-- Opening Marker --

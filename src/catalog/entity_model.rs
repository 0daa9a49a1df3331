//! Entity metadata: tables, fields, keys and links.
//!
//! An [`EntityModel`] is the read-only description of one business entity as the
//! query builder sees it. Links are declared on the referencing side; the
//! catalog derives the inverse back-references when it is built.

use serde::{Deserialize, Serialize};

/// SQL storage type of a field.
#[derive(Debug, Clone, Copy, PartialEq, Eq, Hash, Serialize, Deserialize)]
#[serde(rename_all = "SCREAMING_SNAKE_CASE")]
pub enum SqlType {
    Blob,
    Boolean,
    Char,
    Clob,
    Date,
    Decimal,
    Integer,
    Time,
    Timestamp,
    Varchar,
    Varchar2,
}

impl SqlType {
    /// Types compared through the dialect's upper function in case-insensitive mode.
    pub fn is_short_text(&self) -> bool {
        matches!(self, SqlType::Varchar2 | SqlType::Varchar | SqlType::Char)
    }

    /// Types that can be concatenated without a cast.
    pub fn is_textual(&self) -> bool {
        self.is_short_text() || matches!(self, SqlType::Clob)
    }

    pub fn is_temporal(&self) -> bool {
        matches!(self, SqlType::Date | SqlType::Time | SqlType::Timestamp)
    }

    pub fn is_numeric(&self) -> bool {
        matches!(self, SqlType::Integer | SqlType::Decimal)
    }
}

/// Where the value of a field lives.
#[derive(Debug, Clone, Copy, PartialEq, Eq, Default, Serialize, Deserialize)]
#[serde(rename_all = "lowercase")]
pub enum Memory {
    /// Plain database column.
    #[default]
    No,
    /// Computed in memory, never read from the database.
    Always,
    /// Not stored anywhere.
    Never,
    /// Computed by a SQL expression at query time.
    Sql,
}

/// A coded value of an enumerated field (`code` is what callers pass, `value`
/// is what the database stores).
#[derive(Debug, Clone, PartialEq, Serialize, Deserialize)]
pub struct DefinedValue {
    pub code: String,
    pub value: String,
}

#[derive(Debug, Clone, PartialEq, Serialize, Deserialize)]
pub struct FieldModel {
    pub name: String,
    /// Column name; derived from `name` when left empty.
    #[serde(default)]
    pub sql_name: String,
    pub sql_type: SqlType,
    #[serde(default)]
    pub size: u32,
    #[serde(default)]
    pub precision: u32,
    #[serde(default)]
    pub memory: Memory,
    /// SQL expression for `memory: sql` fields; `:tableAlias` is replaced by the
    /// alias of the table the field is read from.
    #[serde(default)]
    pub sql_expr: Option<String>,
    #[serde(default)]
    pub defined_values: Vec<DefinedValue>,
}

impl FieldModel {
    pub fn new(name: impl Into<String>, sql_name: impl Into<String>, sql_type: SqlType) -> Self {
        Self {
            name: name.into(),
            sql_name: sql_name.into(),
            sql_type,
            size: 0,
            precision: 0,
            memory: Memory::No,
            sql_expr: None,
            defined_values: Vec::new(),
        }
    }

    pub fn with_size(mut self, size: u32, precision: u32) -> Self {
        self.size = size;
        self.precision = precision;
        self
    }

    pub fn with_sql_expr(mut self, expr: impl Into<String>) -> Self {
        self.memory = Memory::Sql;
        self.sql_expr = Some(expr.into());
        self
    }

    pub fn with_memory(mut self, memory: Memory) -> Self {
        self.memory = memory;
        self
    }

    pub fn with_defined_value(mut self, code: impl Into<String>, value: impl Into<String>) -> Self {
        self.defined_values.push(DefinedValue {
            code: code.into(),
            value: value.into(),
        });
        self
    }

    /// True when the field is selected from the database (plain column or SQL expression).
    pub fn is_from_database(&self) -> bool {
        matches!(self.memory, Memory::No | Memory::Sql)
    }

    pub fn is_sql_expression(&self) -> bool {
        self.memory == Memory::Sql
    }

    pub fn defined_value(&self, code: &str) -> Option<&DefinedValue> {
        self.defined_values.iter().find(|dv| dv.code == code)
    }
}

/// An ordered list of field names forming a key.
#[derive(Debug, Clone, Default, PartialEq, Eq, Serialize, Deserialize)]
#[serde(transparent)]
pub struct KeyModel {
    pub fields: Vec<String>,
}

impl KeyModel {
    pub fn new<I, S>(fields: I) -> Self
    where
        I: IntoIterator<Item = S>,
        S: Into<String>,
    {
        Self {
            fields: fields.into_iter().map(Into::into).collect(),
        }
    }

    pub fn len(&self) -> usize {
        self.fields.len()
    }

    pub fn is_empty(&self) -> bool {
        self.fields.is_empty()
    }
}

/// A foreign-key relation from `entity` (the referencing side) to `ref_entity`.
///
/// The same value is stored on `entity` as a link and on `ref_entity` as a
/// back-reference.
#[derive(Debug, Clone, PartialEq, Serialize, Deserialize)]
pub struct LinkModel {
    pub name: String,
    /// Referencing entity; filled in by the catalog for declared links.
    #[serde(default)]
    pub entity: String,
    pub ref_entity: String,
    /// Foreign-key fields on `entity`, in the order of the referenced primary key.
    pub fields: Vec<String>,
    /// No physical constraint backs this link; join resolution ignores it.
    #[serde(default)]
    pub transient: bool,
}

impl LinkModel {
    pub fn new<I, S>(
        name: impl Into<String>,
        entity: impl Into<String>,
        ref_entity: impl Into<String>,
        fields: I,
    ) -> Self
    where
        I: IntoIterator<Item = S>,
        S: Into<String>,
    {
        Self {
            name: name.into(),
            entity: entity.into(),
            ref_entity: ref_entity.into(),
            fields: fields.into_iter().map(Into::into).collect(),
            transient: false,
        }
    }
}

#[derive(Debug, Clone, PartialEq, Serialize, Deserialize)]
pub struct EntityModel {
    pub name: String,
    pub table: String,
    /// Logical schema id, resolved to a physical schema at compile time.
    #[serde(default, rename = "schema")]
    pub schema_id: Option<String>,
    #[serde(default)]
    pub primary_key: KeyModel,
    #[serde(default)]
    pub fields: Vec<FieldModel>,
    #[serde(default)]
    pub links: Vec<LinkModel>,
    #[serde(skip)]
    pub back_refs: Vec<LinkModel>,
    /// Many-to-many association entity.
    #[serde(default)]
    pub associative: bool,
}

impl EntityModel {
    pub fn new(name: impl Into<String>, table: impl Into<String>) -> Self {
        Self {
            name: name.into(),
            table: table.into(),
            schema_id: None,
            primary_key: KeyModel::default(),
            fields: Vec::new(),
            links: Vec::new(),
            back_refs: Vec::new(),
            associative: false,
        }
    }

    pub fn with_schema(mut self, schema_id: impl Into<String>) -> Self {
        self.schema_id = Some(schema_id.into());
        self
    }

    pub fn with_primary_key<I, S>(mut self, fields: I) -> Self
    where
        I: IntoIterator<Item = S>,
        S: Into<String>,
    {
        self.primary_key = KeyModel::new(fields);
        self
    }

    pub fn with_field(mut self, field: FieldModel) -> Self {
        self.fields.push(field);
        self
    }

    /// Declare a link to `ref_entity` carried by `fields` of this entity.
    pub fn with_link<I, S>(
        mut self,
        name: impl Into<String>,
        ref_entity: impl Into<String>,
        fields: I,
    ) -> Self
    where
        I: IntoIterator<Item = S>,
        S: Into<String>,
    {
        let link = LinkModel::new(name, self.name.clone(), ref_entity, fields);
        self.links.push(link);
        self
    }

    pub fn associative(mut self) -> Self {
        self.associative = true;
        self
    }

    pub fn field(&self, name: &str) -> Option<&FieldModel> {
        self.fields.iter().find(|f| f.name == name)
    }

    /// Look a field up by name, falling back to its column name.
    pub fn field_by_name_or_sql_name(&self, name: &str) -> Option<&FieldModel> {
        self.field(name)
            .or_else(|| self.fields.iter().find(|f| f.sql_name == name))
    }

    pub fn link(&self, name: &str) -> Option<&LinkModel> {
        self.links.iter().find(|l| l.name == name)
    }

    pub fn back_ref(&self, name: &str) -> Option<&LinkModel> {
        self.back_refs.iter().find(|l| l.name == name)
    }

    /// Fields selected from the database, in declaration order.
    pub fn db_fields(&self) -> impl Iterator<Item = &FieldModel> {
        self.fields.iter().filter(|f| f.is_from_database())
    }

    /// For an associative entity reached through `via_link`, the link leading to
    /// the entity on the other side of the association.
    pub fn associated_link(&self, via_link: &str) -> Option<&LinkModel> {
        if !self.associative {
            return None;
        }
        self.links.iter().find(|l| l.name != via_link)
    }
}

-- Closing Marker --

▶ _WHAT THE EXERCISE ASKS_
The response should consist only of the lines from the one containing "of the association." to the end of the material above, both included.

▶ _EXERCISE ANSWER_
    /// the entity on the other side of the association.
    pub fn associated_link(&self, via_link: &str) -> Option<&LinkModel> {
        if !self.associative {
            return None;
        }
        self.links.iter().find(|l| l.name != via_link)
    }
}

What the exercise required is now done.